## Problem description
Retype every entry exactly, down to the last character.

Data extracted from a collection

"""

//! Reduction configuration.
//!
//! `ReductionConfig` bundles the knobs every reduction receives: the worker
//! pool size, debug flags and the round limit for the bin merge.
//!
//! ## Environment
//!
//! [`ReductionConfig::from_env`] reads:
//! - `COLOR_POOL_SIZE`: worker count (default: available parallelism)
//! - `COLOR_DEBUG`: legacy bitmask, bit 0 = trace, bit 1 = visualize (default: 0)
//! - `COLOR_MAX_ROUNDS`: merge round limit (default: 64)

use serde::{Deserialize, Serialize};
use std::env::VarError;
use std::str::FromStr;

use crate::canonical::canonical_hash_hex;
use crate::reduction::ReductionError;

/// Default limit on bin merge rounds before falling back.
pub const DEFAULT_MAX_ROUNDS: usize = 64;

/// Debug switches.
#[derive(Debug, Clone, Copy, Default, PartialEq, Eq, Serialize, Deserialize)]
pub struct DebugFlags {
    /// Emit progress events at `info` level.
    pub trace: bool,
    /// Hand before/after graphs to the renderer.
    pub visualize: bool,
}

impl DebugFlags {
    /// Decode the legacy integer debug level.
    pub fn from_level(level: u32) -> Self {
        Self {
            trace: level & 0b01 != 0,
            visualize: level & 0b10 != 0,
        }
    }

    /// Encode back into the legacy integer form.
    pub fn level(&self) -> u32 {
        (self.trace as u32) | ((self.visualize as u32) << 1)
    }
}

/// Configuration passed to every reduction.
#[derive(Debug, Clone, PartialEq, Eq, Serialize, Deserialize)]
pub struct ReductionConfig {
    /// Number of merge workers a parallel reduction may run at once.
    pub pool_size: usize,
    /// Debug switches.
    pub debug: DebugFlags,
    /// Merge rounds allowed before the naive fallback takes over.
    pub max_rounds: usize,
}

impl ReductionConfig {
    /// Create a config with the given pool size and default everything else.
    pub fn with_pool_size(pool_size: usize) -> Self {
        Self {
            pool_size,
            ..Self::default()
        }
    }

    /// Builder-style debug flag setter.
    pub fn with_debug(mut self, debug: DebugFlags) -> Self {
        self.debug = debug;
        self
    }

    /// Read overrides from the environment on top of the defaults.
    pub fn from_env() -> Result<Self, ReductionError> {
        let mut config = Self::default();
        if let Some(v) = read_env::<usize>("COLOR_POOL_SIZE")? {
            config.pool_size = v;
        }
        if let Some(level) = read_env::<u32>("COLOR_DEBUG")? {
            config.debug = DebugFlags::from_level(level);
        }
        if let Some(v) = read_env::<usize>("COLOR_MAX_ROUNDS")? {
            config.max_rounds = v;
        }
        config.validate()?;
        Ok(config)
    }

    /// Reject configurations no reduction can run with.
    pub fn validate(&self) -> Result<(), ReductionError> {
        if self.pool_size == 0 {
            return Err(ReductionError::InvalidConfig("pool_size must be at least 1".into()));
        }
        if self.max_rounds == 0 {
            return Err(ReductionError::InvalidConfig("max_rounds must be at least 1".into()));
        }
        Ok(())
    }

    /// Hash of the parameters, logged with each run.
    pub fn params_hash(&self) -> String {
        canonical_hash_hex(self)
    }
}

impl Default for ReductionConfig {
    fn default() -> Self {
        Self {
            pool_size: std::thread::available_parallelism()
                .map(|n| n.get())
                .unwrap_or(1),
            debug: DebugFlags::default(),
            max_rounds: DEFAULT_MAX_ROUNDS,
        }
    }
}

fn read_env<T: FromStr>(key: &str) -> Result<Option<T>, ReductionError> {
    match std::env::var(key) {
        Ok(raw) => raw
            .trim()
            .parse()
            .map(Some)
            .map_err(|_| ReductionError::InvalidConfig(format!("{key} is not a number: {raw}"))),
        Err(VarError::NotPresent) => Ok(None),
        Err(VarError::NotUnicode(raw)) => Err(ReductionError::InvalidConfig(format!(
            "{key} is not valid unicode: {raw:?}"
        ))),
    }
}

#[cfg(test)]
mod tests {
    use super::*;

    #[test]
    fn test_debug_level_round_trip() {
        assert_eq!(DebugFlags::from_level(0), DebugFlags::default());
        let all = DebugFlags::from_level(3);
        assert!(all.trace && all.visualize);
        assert_eq!(all.level(), 3);
        assert!(!DebugFlags::from_level(2).trace);
    }

    #[test]
    fn test_default_is_valid() {
        let config = ReductionConfig::default();
        assert!(config.pool_size >= 1);
        assert!(config.validate().is_ok());
    }

    #[test]
    fn test_zero_pool_rejected() {
        let config = ReductionConfig::with_pool_size(0);
        assert!(matches!(config.validate(), Err(ReductionError::InvalidConfig(_))));
    }

    // The only test touching COLOR_* variables, so it cannot race the others.
    #[test]
    fn test_from_env() {
        const KEYS: [&str; 3] = ["COLOR_POOL_SIZE", "COLOR_DEBUG", "COLOR_MAX_ROUNDS"];
        let clear = || KEYS.iter().for_each(|k| std::env::remove_var(k));
        let invalid = |result: Result<ReductionConfig, ReductionError>| {
            matches!(result, Err(ReductionError::InvalidConfig(_)))
        };

        clear();
        assert_eq!(ReductionConfig::from_env().unwrap(), ReductionConfig::default());

        std::env::set_var("COLOR_POOL_SIZE", " 3 ");
        std::env::set_var("COLOR_DEBUG", "2");
        std::env::set_var("COLOR_MAX_ROUNDS", "5");
        let config = ReductionConfig::from_env().unwrap();
        assert_eq!(config.pool_size, 3);
        assert_eq!(config.debug, DebugFlags { trace: false, visualize: true });
        assert_eq!(config.max_rounds, 5);

        // Levels wider than u32 are rejected, not truncated.
        std::env::set_var("COLOR_DEBUG", "4294967297");
        assert!(invalid(ReductionConfig::from_env()));
        std::env::set_var("COLOR_DEBUG", "1");

        std::env::set_var("COLOR_MAX_ROUNDS", "many");
        assert!(invalid(ReductionConfig::from_env()));
        std::env::set_var("COLOR_MAX_ROUNDS", "5");

        std::env::set_var("COLOR_POOL_SIZE", "0");
        assert!(invalid(ReductionConfig::from_env()));

        #[cfg(unix)]
        {
            use std::ffi::OsStr;
            use std::os::unix::ffi::OsStrExt;
            std::env::set_var("COLOR_POOL_SIZE", OsStr::from_bytes(&[0x66, 0xff]));
            assert!(invalid(ReductionConfig::from_env()));
        }

        clear();
    }

    #[test]
    fn test_params_hash_changes() {
        let a = ReductionConfig::with_pool_size(2);
        let b = ReductionConfig::with_pool_size(4);
        assert_eq!(a.params_hash(), a.clone().params_hash());
        assert_ne!(a.params_hash(), b.params_hash());
    }
}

"""

## Solution for this task
//! Reduction configuration.
//!
//! `ReductionConfig` bundles the knobs every reduction receives: the worker
//! pool size, debug flags and the round limit for the bin merge.
//!
//! ## Environment
//!
//! [`ReductionConfig::from_env`] reads:
//! - `COLOR_POOL_SIZE`: worker count (default: available parallelism)
//! - `COLOR_DEBUG`: legacy bitmask, bit 0 = trace, bit 1 = visualize (default: 0)
//! - `COLOR_MAX_ROUNDS`: merge round limit (default: 64)

use serde::{Deserialize, Serialize};
use std::env::VarError;
use std::str::FromStr;

use crate::canonical::canonical_hash_hex;
use crate::reduction::ReductionError;

/// Default limit on bin merge rounds before falling back.
pub const DEFAULT_MAX_ROUNDS: usize = 64;

/// Debug switches.
#[derive(Debug, Clone, Copy, Default, PartialEq, Eq, Serialize, Deserialize)]
pub struct DebugFlags {
    /// Emit progress events at `info` level.
    pub trace: bool,
    /// Hand before/after graphs to the renderer.
    pub visualize: bool,
}

impl DebugFlags {
    /// Decode the legacy integer debug level.
    pub fn from_level(level: u32) -> Self {
        Self {
            trace: level & 0b01 != 0,
            visualize: level & 0b10 != 0,
        }
    }

    /// Encode back into the legacy integer form.
    pub fn level(&self) -> u32 {
        (self.trace as u32) | ((self.visualize as u32) << 1)
    }
}

/// Configuration passed to every reduction.
#[derive(Debug, Clone, PartialEq, Eq, Serialize, Deserialize)]
pub struct ReductionConfig {
    /// Number of merge workers a parallel reduction may run at once.
    pub pool_size: usize,
    /// Debug switches.
    pub debug: DebugFlags,
    /// Merge rounds allowed before the naive fallback takes over.
    pub max_rounds: usize,
}

impl ReductionConfig {
    /// Create a config with the given pool size and default everything else.
    pub fn with_pool_size(pool_size: usize) -> Self {
        Self {
            pool_size,
            ..Self::default()
        }
    }

    /// Builder-style debug flag setter.
    pub fn with_debug(mut self, debug: DebugFlags) -> Self {
        self.debug = debug;
        self
    }

    /// Read overrides from the environment on top of the defaults.
    pub fn from_env() -> Result<Self, ReductionError> {
        let mut config = Self::default();
        if let Some(v) = read_env::<usize>("COLOR_POOL_SIZE")? {
            config.pool_size = v;
        }
        if let Some(level) = read_env::<u32>("COLOR_DEBUG")? {
            config.debug = DebugFlags::from_level(level);
        }
        if let Some(v) = read_env::<usize>("COLOR_MAX_ROUNDS")? {
            config.max_rounds = v;
        }
        config.validate()?;
        Ok(config)
    }

    /// Reject configurations no reduction can run with.
    pub fn validate(&self) -> Result<(), ReductionError> {
        if self.pool_size == 0 {
            return Err(ReductionError::InvalidConfig("pool_size must be at least 1".into()));
        }
        if self.max_rounds == 0 {
            return Err(ReductionError::InvalidConfig("max_rounds must be at least 1".into()));
        }
        Ok(())
    }

    /// Hash of the parameters, logged with each run.
    pub fn params_hash(&self) -> String {
        canonical_hash_hex(self)
    }
}

impl Default for ReductionConfig {
    fn default() -> Self {
        Self {
            pool_size: std::thread::available_parallelism()
                .map(|n| n.get())
                .unwrap_or(1),
            debug: DebugFlags::default(),
            max_rounds: DEFAULT_MAX_ROUNDS,
        }
    }
}

fn read_env<T: FromStr>(key: &str) -> Result<Option<T>, ReductionError> {
    match std::env::var(key) {
        Ok(raw) => raw
            .trim()
            .parse()
            .map(Some)
            .map_err(|_| ReductionError::InvalidConfig(format!("{key} is not a number: {raw}"))),
        Err(VarError::NotPresent) => Ok(None),
        Err(VarError::NotUnicode(raw)) => Err(ReductionError::InvalidConfig(format!(
            "{key} is not valid unicode: {raw:?}"
        ))),
    }
}

#[cfg(test)]
mod tests {
    use super::*;

    #[test]
    fn test_debug_level_round_trip() {
        assert_eq!(DebugFlags::from_level(0), DebugFlags::default());
        let all = DebugFlags::from_level(3);
        assert!(all.trace && all.visualize);
        assert_eq!(all.level(), 3);
        assert!(!DebugFlags::from_level(2).trace);
    }

    #[test]
    fn test_default_is_valid() {
        let config = ReductionConfig::default();
        assert!(config.pool_size >= 1);
        assert!(config.validate().is_ok());
    }

    #[test]
    fn test_zero_pool_rejected() {
        let config = ReductionConfig::with_pool_size(0);
        assert!(matches!(config.validate(), Err(ReductionError::InvalidConfig(_))));
    }

    // The only test touching COLOR_* variables, so it cannot race the others.
    #[test]
    fn test_from_env() {
        const KEYS: [&str; 3] = ["COLOR_POOL_SIZE", "COLOR_DEBUG", "COLOR_MAX_ROUNDS"];
        let clear = || KEYS.iter().for_each(|k| std::env::remove_var(k));
        let invalid = |result: Result<ReductionConfig, ReductionError>| {
            matches!(result, Err(ReductionError::InvalidConfig(_)))
        };

        clear();
        assert_eq!(ReductionConfig::from_env().unwrap(), ReductionConfig::default());

        std::env::set_var("COLOR_POOL_SIZE", " 3 ");
        std::env::set_var("COLOR_DEBUG", "2");
        std::env::set_var("COLOR_MAX_ROUNDS", "5");
        let config = ReductionConfig::from_env().unwrap();
        assert_eq!(config.pool_size, 3);
        assert_eq!(config.debug, DebugFlags { trace: false, visualize: true });
        assert_eq!(config.max_rounds, 5);

        // Levels wider than u32 are rejected, not truncated.
        std::env::set_var("COLOR_DEBUG", "4294967297");
        assert!(invalid(ReductionConfig::from_env()));
        std::env::set_var("COLOR_DEBUG", "1");

        std::env::set_var("COLOR_MAX_ROUNDS", "many");
        assert!(invalid(ReductionConfig::from_env()));
        std::env::set_var("COLOR_MAX_ROUNDS", "5");

        std::env::set_var("COLOR_POOL_SIZE", "0");
        assert!(invalid(ReductionConfig::from_env()));

        #[cfg(unix)]
        {
            use std::ffi::OsStr;
            use std::os::unix::ffi::OsStrExt;
            std::env::set_var("COLOR_POOL_SIZE", OsStr::from_bytes(&[0x66, 0xff]));
            assert!(invalid(ReductionConfig::from_env()));
        }

        clear();
    }

    #[test]
    fn test_params_hash_changes() {
        let a = ReductionConfig::with_pool_size(2);
        let b = ReductionConfig::with_pool_size(4);
        assert_eq!(a.params_hash(), a.clone().params_hash());
        assert_ne!(a.params_hash(), b.params_hash());
    }
}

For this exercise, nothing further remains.